INFORMATION PROVIDED section start

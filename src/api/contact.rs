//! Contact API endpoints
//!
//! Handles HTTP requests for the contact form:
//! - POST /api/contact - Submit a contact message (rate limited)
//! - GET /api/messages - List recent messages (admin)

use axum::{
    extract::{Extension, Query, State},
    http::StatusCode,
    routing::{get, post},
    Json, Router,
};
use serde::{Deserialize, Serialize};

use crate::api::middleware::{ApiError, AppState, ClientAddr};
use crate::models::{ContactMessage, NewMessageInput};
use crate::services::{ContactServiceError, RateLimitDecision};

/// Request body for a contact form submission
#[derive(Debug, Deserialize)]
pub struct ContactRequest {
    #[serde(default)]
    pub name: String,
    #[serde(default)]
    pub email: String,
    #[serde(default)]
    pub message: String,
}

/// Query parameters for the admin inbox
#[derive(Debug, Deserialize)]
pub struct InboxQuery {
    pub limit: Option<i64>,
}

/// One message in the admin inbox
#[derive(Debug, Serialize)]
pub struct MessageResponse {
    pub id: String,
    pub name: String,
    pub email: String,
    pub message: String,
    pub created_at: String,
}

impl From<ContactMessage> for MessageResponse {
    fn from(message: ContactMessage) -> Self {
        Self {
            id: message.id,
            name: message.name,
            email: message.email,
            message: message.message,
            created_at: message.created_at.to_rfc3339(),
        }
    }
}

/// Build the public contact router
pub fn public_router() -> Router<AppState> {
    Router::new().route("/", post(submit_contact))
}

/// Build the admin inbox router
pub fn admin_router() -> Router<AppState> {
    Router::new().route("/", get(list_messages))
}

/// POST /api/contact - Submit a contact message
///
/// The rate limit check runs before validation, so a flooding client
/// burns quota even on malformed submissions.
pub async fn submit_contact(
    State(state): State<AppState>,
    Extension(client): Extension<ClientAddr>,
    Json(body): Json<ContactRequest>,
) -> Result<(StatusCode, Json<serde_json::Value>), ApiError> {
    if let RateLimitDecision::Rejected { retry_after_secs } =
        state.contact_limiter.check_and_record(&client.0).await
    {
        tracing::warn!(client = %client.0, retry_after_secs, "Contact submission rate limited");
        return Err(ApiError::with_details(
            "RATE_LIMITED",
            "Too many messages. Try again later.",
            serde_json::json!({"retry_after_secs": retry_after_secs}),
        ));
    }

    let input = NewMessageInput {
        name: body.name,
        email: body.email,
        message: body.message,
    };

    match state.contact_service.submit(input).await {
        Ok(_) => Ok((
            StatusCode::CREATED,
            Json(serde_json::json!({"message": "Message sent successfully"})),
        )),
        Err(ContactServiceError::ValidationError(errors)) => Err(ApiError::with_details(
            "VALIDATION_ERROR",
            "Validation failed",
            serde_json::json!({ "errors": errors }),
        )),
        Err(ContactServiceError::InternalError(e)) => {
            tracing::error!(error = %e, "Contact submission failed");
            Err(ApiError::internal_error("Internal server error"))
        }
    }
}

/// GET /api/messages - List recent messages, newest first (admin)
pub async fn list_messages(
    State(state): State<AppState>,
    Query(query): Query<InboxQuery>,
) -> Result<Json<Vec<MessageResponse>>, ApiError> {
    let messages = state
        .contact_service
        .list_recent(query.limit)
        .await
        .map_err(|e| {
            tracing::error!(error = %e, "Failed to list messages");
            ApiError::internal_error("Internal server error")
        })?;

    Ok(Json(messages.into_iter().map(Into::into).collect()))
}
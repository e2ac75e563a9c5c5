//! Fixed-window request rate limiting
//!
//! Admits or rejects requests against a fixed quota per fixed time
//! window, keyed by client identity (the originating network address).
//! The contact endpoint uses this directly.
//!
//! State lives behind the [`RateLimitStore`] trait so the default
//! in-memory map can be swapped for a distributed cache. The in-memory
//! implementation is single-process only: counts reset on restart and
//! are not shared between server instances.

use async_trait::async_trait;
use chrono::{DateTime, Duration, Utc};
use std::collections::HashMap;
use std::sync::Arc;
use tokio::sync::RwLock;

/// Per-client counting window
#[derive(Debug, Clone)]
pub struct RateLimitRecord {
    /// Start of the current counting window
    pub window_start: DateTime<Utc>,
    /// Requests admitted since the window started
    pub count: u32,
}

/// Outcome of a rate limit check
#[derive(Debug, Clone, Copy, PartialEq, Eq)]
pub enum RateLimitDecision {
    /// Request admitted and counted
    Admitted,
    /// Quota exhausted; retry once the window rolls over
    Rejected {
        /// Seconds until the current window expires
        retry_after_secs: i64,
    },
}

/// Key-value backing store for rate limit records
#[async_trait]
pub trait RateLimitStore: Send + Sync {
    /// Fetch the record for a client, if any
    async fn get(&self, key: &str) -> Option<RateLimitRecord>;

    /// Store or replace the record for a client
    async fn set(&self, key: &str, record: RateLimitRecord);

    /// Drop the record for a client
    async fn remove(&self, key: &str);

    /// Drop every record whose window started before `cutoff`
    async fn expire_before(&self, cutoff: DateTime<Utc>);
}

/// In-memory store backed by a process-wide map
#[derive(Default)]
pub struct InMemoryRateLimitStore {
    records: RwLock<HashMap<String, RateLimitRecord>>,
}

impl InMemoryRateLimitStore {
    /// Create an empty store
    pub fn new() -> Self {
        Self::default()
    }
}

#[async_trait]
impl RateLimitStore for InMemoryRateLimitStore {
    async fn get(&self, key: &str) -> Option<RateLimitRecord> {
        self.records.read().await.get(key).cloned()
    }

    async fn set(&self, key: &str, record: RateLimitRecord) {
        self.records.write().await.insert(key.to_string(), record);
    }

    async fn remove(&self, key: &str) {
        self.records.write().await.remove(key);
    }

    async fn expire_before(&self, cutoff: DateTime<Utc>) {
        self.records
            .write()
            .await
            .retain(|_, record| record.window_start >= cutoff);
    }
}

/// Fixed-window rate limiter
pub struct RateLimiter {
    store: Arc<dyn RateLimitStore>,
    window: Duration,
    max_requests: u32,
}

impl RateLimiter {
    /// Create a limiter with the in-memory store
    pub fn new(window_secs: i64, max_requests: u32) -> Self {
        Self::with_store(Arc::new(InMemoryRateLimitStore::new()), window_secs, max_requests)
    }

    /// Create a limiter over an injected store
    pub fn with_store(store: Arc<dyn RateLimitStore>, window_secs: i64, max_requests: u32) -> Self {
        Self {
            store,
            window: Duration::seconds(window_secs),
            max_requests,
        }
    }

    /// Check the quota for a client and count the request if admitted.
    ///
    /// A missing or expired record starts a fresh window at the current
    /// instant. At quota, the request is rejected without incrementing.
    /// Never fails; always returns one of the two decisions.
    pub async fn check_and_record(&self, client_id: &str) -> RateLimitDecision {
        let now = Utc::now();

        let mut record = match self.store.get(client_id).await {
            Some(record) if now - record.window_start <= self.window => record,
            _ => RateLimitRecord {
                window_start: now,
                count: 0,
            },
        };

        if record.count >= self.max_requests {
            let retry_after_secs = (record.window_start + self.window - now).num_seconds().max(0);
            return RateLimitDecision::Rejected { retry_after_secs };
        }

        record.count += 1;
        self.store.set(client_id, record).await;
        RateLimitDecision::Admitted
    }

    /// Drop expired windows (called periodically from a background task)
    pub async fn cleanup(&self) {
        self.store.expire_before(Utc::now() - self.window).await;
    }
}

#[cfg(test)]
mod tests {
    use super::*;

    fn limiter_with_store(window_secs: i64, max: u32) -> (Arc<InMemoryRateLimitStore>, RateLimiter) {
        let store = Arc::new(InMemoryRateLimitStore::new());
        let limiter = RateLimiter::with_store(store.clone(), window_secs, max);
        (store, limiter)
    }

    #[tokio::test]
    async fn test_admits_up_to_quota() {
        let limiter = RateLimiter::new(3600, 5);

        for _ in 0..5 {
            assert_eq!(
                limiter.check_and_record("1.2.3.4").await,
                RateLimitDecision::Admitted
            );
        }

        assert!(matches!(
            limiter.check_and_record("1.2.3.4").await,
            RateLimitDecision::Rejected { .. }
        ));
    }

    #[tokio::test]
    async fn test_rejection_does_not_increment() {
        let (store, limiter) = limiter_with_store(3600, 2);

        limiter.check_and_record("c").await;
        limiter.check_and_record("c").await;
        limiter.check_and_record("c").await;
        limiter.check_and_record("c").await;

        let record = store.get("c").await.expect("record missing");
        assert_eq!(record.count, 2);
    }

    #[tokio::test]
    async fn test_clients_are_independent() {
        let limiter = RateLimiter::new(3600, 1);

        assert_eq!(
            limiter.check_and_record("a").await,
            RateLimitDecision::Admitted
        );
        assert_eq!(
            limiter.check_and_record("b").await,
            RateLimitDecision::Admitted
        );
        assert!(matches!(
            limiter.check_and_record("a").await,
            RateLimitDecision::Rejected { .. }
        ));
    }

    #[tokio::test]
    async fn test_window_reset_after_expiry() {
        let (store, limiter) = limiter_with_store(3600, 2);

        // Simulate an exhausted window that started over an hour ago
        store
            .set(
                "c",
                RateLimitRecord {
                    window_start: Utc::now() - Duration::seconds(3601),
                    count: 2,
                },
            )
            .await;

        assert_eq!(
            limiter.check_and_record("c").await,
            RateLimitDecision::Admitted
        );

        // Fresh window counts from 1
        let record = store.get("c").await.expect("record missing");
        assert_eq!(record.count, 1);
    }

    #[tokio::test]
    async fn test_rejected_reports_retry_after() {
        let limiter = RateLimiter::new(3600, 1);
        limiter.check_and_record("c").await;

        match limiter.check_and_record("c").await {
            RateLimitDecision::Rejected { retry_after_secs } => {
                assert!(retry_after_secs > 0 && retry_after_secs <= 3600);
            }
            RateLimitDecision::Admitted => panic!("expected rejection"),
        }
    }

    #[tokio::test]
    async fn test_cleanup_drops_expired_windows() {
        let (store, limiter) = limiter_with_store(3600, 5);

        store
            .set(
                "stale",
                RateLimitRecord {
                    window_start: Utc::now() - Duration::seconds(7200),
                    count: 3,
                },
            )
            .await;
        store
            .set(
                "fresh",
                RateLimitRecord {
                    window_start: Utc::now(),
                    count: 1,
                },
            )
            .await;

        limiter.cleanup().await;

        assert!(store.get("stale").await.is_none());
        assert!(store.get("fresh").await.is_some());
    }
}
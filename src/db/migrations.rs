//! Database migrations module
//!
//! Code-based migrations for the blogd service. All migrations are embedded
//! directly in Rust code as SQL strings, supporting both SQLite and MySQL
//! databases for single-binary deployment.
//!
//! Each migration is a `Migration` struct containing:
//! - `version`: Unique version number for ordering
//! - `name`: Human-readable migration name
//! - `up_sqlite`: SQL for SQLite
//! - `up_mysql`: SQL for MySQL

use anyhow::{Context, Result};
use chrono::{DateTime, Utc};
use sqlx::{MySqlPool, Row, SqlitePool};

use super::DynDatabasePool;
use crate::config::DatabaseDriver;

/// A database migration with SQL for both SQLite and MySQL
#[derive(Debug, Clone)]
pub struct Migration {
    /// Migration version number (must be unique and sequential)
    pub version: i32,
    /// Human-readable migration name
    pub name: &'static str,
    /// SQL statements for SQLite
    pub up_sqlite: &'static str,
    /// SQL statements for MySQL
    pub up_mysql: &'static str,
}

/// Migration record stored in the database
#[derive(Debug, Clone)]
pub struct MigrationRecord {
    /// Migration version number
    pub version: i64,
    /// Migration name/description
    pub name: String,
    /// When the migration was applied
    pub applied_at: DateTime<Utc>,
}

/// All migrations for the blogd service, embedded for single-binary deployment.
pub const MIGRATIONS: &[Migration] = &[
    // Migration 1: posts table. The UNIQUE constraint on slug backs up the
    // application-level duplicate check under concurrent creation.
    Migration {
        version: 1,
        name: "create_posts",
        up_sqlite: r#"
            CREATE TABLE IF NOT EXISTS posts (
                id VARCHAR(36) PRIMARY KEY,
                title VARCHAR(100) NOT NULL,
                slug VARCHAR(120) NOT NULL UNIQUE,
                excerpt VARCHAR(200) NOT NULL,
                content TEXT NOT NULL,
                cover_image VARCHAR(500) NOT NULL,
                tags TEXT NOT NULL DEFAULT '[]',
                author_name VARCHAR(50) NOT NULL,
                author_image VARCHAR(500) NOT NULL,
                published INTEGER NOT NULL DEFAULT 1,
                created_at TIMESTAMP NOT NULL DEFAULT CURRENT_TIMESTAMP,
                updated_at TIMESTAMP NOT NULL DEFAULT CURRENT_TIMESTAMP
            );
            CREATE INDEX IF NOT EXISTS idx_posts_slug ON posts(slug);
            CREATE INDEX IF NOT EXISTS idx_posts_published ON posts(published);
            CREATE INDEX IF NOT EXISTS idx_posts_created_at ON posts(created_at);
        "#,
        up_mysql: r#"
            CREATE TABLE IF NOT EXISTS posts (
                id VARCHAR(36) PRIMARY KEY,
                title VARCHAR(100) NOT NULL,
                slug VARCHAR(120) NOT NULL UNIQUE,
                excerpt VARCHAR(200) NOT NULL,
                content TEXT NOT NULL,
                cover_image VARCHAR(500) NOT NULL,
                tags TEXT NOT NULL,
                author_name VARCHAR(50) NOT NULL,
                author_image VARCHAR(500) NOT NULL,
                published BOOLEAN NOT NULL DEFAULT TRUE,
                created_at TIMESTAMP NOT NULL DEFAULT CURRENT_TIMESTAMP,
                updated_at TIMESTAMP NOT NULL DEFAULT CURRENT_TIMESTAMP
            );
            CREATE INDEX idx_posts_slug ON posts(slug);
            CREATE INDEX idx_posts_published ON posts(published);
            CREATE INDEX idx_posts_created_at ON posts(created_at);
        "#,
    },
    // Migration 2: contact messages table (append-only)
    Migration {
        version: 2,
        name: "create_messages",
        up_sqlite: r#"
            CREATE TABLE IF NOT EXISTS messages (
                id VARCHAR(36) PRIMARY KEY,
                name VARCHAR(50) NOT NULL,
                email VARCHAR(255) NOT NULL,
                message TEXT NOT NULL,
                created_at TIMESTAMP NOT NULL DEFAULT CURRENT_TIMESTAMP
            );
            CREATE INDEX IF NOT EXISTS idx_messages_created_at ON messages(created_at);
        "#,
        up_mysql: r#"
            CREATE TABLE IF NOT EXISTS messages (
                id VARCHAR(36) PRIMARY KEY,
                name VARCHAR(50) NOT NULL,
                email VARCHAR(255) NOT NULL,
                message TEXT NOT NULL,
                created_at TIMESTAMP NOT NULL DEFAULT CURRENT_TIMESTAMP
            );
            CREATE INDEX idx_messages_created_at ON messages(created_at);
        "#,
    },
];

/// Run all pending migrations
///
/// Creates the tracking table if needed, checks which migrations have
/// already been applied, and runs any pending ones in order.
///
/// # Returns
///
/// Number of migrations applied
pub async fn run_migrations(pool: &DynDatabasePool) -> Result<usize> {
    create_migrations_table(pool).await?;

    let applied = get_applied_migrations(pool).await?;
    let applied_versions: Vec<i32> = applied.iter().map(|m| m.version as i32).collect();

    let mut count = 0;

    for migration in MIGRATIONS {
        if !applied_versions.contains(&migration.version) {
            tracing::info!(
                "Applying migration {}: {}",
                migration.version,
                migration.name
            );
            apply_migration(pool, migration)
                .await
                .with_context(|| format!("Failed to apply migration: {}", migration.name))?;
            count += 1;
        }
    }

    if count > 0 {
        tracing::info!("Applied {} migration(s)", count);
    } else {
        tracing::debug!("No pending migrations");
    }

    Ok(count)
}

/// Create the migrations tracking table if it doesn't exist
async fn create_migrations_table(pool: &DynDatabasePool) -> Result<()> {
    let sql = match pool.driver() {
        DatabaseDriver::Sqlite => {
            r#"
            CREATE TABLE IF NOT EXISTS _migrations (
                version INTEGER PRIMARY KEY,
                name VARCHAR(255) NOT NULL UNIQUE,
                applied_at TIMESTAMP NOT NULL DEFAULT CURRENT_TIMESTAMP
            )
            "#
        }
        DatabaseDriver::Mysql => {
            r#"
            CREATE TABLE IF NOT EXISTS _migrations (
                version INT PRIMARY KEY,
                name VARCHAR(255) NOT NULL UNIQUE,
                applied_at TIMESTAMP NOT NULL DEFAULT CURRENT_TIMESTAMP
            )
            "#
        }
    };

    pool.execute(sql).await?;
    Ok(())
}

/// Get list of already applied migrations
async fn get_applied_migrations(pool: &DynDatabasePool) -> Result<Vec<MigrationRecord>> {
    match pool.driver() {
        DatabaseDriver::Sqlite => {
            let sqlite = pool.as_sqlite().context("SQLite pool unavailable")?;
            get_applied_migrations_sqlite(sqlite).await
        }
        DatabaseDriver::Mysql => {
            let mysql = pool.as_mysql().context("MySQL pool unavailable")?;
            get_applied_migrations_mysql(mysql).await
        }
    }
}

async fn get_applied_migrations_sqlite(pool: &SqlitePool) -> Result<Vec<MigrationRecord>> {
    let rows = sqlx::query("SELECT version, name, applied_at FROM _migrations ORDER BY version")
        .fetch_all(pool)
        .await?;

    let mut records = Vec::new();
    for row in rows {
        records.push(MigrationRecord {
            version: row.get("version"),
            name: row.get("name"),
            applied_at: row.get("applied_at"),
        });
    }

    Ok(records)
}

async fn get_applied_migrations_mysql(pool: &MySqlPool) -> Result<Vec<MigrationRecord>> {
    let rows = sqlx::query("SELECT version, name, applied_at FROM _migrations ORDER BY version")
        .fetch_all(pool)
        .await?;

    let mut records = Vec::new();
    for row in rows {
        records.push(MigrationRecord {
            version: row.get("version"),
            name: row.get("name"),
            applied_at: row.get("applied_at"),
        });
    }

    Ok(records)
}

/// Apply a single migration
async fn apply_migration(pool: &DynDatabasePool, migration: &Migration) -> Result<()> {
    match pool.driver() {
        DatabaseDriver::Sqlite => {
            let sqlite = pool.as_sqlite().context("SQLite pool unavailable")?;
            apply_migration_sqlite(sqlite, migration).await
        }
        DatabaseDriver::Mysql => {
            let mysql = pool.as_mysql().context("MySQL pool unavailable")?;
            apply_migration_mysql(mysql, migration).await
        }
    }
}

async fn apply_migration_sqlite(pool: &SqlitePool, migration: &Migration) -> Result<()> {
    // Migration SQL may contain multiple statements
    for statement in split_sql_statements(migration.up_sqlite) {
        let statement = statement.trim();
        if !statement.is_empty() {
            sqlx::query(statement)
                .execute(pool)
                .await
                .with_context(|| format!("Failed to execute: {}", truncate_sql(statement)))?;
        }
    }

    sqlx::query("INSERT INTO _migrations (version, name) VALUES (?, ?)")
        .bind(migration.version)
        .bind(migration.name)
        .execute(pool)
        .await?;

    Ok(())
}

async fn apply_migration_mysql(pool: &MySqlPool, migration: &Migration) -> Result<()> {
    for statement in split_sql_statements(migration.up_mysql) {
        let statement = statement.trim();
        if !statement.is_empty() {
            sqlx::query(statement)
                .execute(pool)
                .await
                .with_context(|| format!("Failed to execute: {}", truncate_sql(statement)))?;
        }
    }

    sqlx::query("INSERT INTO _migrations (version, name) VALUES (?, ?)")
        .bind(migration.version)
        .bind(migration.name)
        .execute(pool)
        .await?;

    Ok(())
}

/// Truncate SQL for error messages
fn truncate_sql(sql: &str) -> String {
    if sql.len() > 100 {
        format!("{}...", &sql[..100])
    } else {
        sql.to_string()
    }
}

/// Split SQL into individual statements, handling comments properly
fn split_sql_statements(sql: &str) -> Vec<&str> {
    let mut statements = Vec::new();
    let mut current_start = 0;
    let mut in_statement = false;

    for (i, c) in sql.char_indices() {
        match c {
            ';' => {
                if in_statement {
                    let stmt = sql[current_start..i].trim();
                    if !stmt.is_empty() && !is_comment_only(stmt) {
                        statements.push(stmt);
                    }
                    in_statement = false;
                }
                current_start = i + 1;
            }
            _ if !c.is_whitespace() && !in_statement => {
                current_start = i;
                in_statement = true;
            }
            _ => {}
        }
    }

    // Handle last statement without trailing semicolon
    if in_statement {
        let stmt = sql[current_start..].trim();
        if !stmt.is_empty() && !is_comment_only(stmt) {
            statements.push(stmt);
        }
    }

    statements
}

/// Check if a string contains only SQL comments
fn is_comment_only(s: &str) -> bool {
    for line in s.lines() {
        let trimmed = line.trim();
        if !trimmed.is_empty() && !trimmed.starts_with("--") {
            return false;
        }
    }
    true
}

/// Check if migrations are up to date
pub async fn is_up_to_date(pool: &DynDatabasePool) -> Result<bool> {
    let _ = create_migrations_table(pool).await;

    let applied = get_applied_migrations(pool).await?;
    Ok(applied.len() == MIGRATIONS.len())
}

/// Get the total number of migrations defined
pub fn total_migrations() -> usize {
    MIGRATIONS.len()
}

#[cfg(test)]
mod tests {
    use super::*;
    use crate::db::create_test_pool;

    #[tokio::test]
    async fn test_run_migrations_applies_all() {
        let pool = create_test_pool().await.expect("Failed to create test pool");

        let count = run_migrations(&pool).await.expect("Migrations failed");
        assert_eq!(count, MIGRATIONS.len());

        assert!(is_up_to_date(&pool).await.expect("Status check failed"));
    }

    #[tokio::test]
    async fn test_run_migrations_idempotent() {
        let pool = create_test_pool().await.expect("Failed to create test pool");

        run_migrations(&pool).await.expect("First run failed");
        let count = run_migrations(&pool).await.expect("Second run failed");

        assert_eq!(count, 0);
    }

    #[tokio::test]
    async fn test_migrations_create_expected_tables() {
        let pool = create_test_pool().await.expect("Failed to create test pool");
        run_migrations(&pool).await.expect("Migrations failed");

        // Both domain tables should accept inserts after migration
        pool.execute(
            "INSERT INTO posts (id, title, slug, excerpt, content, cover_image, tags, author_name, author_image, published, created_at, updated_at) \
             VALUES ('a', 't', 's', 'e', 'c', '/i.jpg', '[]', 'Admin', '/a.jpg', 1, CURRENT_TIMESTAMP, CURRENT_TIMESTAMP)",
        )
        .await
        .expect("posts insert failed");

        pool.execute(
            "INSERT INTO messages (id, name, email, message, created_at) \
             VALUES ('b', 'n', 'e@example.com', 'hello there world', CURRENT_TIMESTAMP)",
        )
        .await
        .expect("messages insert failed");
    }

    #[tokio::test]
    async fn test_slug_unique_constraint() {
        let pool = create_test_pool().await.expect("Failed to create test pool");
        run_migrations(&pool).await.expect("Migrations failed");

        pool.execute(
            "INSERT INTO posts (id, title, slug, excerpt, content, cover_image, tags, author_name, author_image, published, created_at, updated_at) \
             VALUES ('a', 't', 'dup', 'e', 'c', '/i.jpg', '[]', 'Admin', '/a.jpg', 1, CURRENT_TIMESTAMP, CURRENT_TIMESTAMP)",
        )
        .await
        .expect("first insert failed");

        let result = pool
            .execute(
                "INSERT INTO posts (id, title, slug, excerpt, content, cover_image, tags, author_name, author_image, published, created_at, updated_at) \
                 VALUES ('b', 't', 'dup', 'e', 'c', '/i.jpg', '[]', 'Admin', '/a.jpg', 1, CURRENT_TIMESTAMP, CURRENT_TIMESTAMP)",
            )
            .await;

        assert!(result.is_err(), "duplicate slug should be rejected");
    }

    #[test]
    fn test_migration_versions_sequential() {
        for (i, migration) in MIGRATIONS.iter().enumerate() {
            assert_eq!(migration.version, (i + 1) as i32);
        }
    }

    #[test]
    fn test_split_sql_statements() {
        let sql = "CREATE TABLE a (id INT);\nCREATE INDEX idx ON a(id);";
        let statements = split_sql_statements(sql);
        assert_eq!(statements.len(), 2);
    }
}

INFORMATION PROVIDED section end

[DIRECTIONS FOR THIS TASK] The entries above hold a line with "recent messages (admin)" and a later line with "pub struct InboxQuery". Write out exactly those lines and all lines between, nothing more.

[ANSWER TO THE PROBLEM]
//! - GET /api/messages - List recent messages (admin)

use axum::{
    extract::{Extension, Query, State},
    http::StatusCode,
    routing::{get, post},
    Json, Router,
};
use serde::{Deserialize, Serialize};

use crate::api::middleware::{ApiError, AppState, ClientAddr};
use crate::models::{ContactMessage, NewMessageInput};
use crate::services::{ContactServiceError, RateLimitDecision};

/// Request body for a contact form submission
#[derive(Debug, Deserialize)]
pub struct ContactRequest {
    #[serde(default)]
    pub name: String,
    #[serde(default)]
    pub email: String,
    #[serde(default)]
    pub message: String,
}

/// Query parameters for the admin inbox
#[derive(Debug, Deserialize)]
pub struct InboxQuery {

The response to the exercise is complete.